The study of 7,000 consumers across five countries reveals that a quarter (24%) of consumers have brands that they regularly buy from but would not endorse publicly, with a further 16% going so far as to say that they are loyal to retailers they’re ashamed of.

When it comes to younger consumers, the figures are even higher. In fact, those aged 16-24 are the most likely to regularly buy from brands despite disagreeing with their ethics, with a third (31%) admitting to feeling this way. This group is also the most likely to regularly buy from brands but not endorse them publicly (36%).

Surprisingly, the survey found that strong ethical values (23%) is one of the least popular reasons why respondents are loyal to their favorite retailers, compared to 60% who are loyal to brands that have a wide range of products and 49% for those that offer consistent low prices. 

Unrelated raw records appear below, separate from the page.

//! Claim GPIO pins by number
//!
//! Pin numbers come from `clock.toml`, so the pins are moved into a bank
//! at start-up and handed out on request. The Pico W wires GPIO 23, 24,
//! 25 and 29 to the CYW43 radio; those are split off for the network
//! stack and can never be claimed from the bank.

use embassy_rp::gpio::AnyPin;
use embassy_rp::peripherals::{DMA_CH0, PIN_23, PIN_24, PIN_25, PIN_29, PIO0};
use embassy_rp::{Peri, Peripherals};
use qrclock_core::config::{PinConfig, GPIO_COUNT, RADIO_PINS};

use crate::gpio::{RpFlex, RpInput, RpOutput};

const BANK_SIZE: usize = GPIO_COUNT as usize;

/// Error when requesting a pin
#[derive(Debug, Clone, Copy, PartialEq, Eq)]
#[cfg_attr(feature = "defmt", derive(defmt::Format))]
pub enum PinError {
    /// Pin number out of range (0-29 valid)
    InvalidPin,
    /// Pin already taken
    AlreadyTaken,
    /// Pin reserved for the radio
    Reserved,
}

/// Everything the CYW43 driver needs
pub struct RadioPeripherals {
    pub pwr: Peri<'static, PIN_23>,
    pub dio: Peri<'static, PIN_24>,
    pub cs: Peri<'static, PIN_25>,
    pub clk: Peri<'static, PIN_29>,
    pub pio: Peri<'static, PIO0>,
    pub dma: Peri<'static, DMA_CH0>,
}

/// Free GPIO pins, indexed by number
pub struct PinBank {
    pins: [Option<Peri<'static, AnyPin>>; BANK_SIZE],
}

impl PinBank {
    /// Split the peripherals into the pin bank and the radio resources
    pub fn from_peripherals(p: Peripherals) -> (Self, RadioPeripherals) {
        let bank = Self {
            pins: [
                Some(p.PIN_0.into()),
                Some(p.PIN_1.into()),
                Some(p.PIN_2.into()),
                Some(p.PIN_3.into()),
                Some(p.PIN_4.into()),
                Some(p.PIN_5.into()),
                Some(p.PIN_6.into()),
                Some(p.PIN_7.into()),
                Some(p.PIN_8.into()),
                Some(p.PIN_9.into()),
                Some(p.PIN_10.into()),
                Some(p.PIN_11.into()),
                Some(p.PIN_12.into()),
                Some(p.PIN_13.into()),
                Some(p.PIN_14.into()),
                Some(p.PIN_15.into()),
                Some(p.PIN_16.into()),
                Some(p.PIN_17.into()),
                Some(p.PIN_18.into()),
                Some(p.PIN_19.into()),
                Some(p.PIN_20.into()),
                Some(p.PIN_21.into()),
                Some(p.PIN_22.into()),
                None,
                None,
                None,
                Some(p.PIN_26.into()),
                Some(p.PIN_27.into()),
                Some(p.PIN_28.into()),
                None,
            ],
        };
        let radio = RadioPeripherals {
            pwr: p.PIN_23,
            dio: p.PIN_24,
            cs: p.PIN_25,
            clk: p.PIN_29,
            pio: p.PIO0,
            dma: p.DMA_CH0,
        };
        (bank, radio)
    }

    /// Take a pin by number
    pub fn take(&mut self, pin: u8) -> Result<Peri<'static, AnyPin>, PinError> {
        if pin >= GPIO_COUNT {
            return Err(PinError::InvalidPin);
        }
        if RADIO_PINS.contains(&pin) {
            return Err(PinError::Reserved);
        }
        self.pins[usize::from(pin)].take().ok_or(PinError::AlreadyTaken)
    }

    pub fn is_available(&self, pin: u8) -> bool {
        self.pins.get(usize::from(pin)).is_some_and(Option::is_some)
    }

    /// Claim a push-pull output
    pub fn output(&mut self, pin: u8, initial_high: bool) -> Result<RpOutput, PinError> {
        Ok(RpOutput::new(self.take(pin)?, initial_high))
    }

    /// Claim an input, with the pull-up the config asks for
    pub fn input(&mut self, config: PinConfig) -> Result<RpInput, PinError> {
        Ok(RpInput::new(self.take(config.pin)?, config.pull_up))
    }

    /// Claim a bidirectional line
    pub fn flex(&mut self, pin: u8) -> Result<RpFlex, PinError> {
        Ok(RpFlex::new(self.take(pin)?))
    }
}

Commenting on these findings, Payal Hindocha, Director Customer Engagement Solutions GTM

at Emarsys said: “Customer loyalty is not a simple concept; it’s not just a case of liking a brand. There are different types of loyalty that consumers experience. For instance, “incentivized loyalty” is loyalty that’s purely due to the points or rewards received for repeat purchases. Take those rewards away, and the loyalty disappears.

“Silent loyalty — the notion that customers can be loyal to brands that they wouldn’t publicly endorse, — is another entirely valid type of loyalty. With so many shoppers admitting to purchasing products from brands that have opposing morals or ethics, this begs the question – is convenience and price more important than brand values? 

“Ultimately, loyalty is the foundation upon which every business achieves what it wants: more customers, buying more often, at higher values and lower cost. Whether it’s offering a varied product range or keeping prices consistently low, organizations need to make decisions that work for their customers as individuals, using all the tools they have available. 

That’s not as simple as a cookie-cutter loyalty program – Rubino Shoes is an example of a business that boasts a loyal customer base without any sort of loyalty program. Instead, organizations need to be using the product, customer and sales data to build customer loyalty to develop tailored strategy and messaging that will work for both the customer and the business.”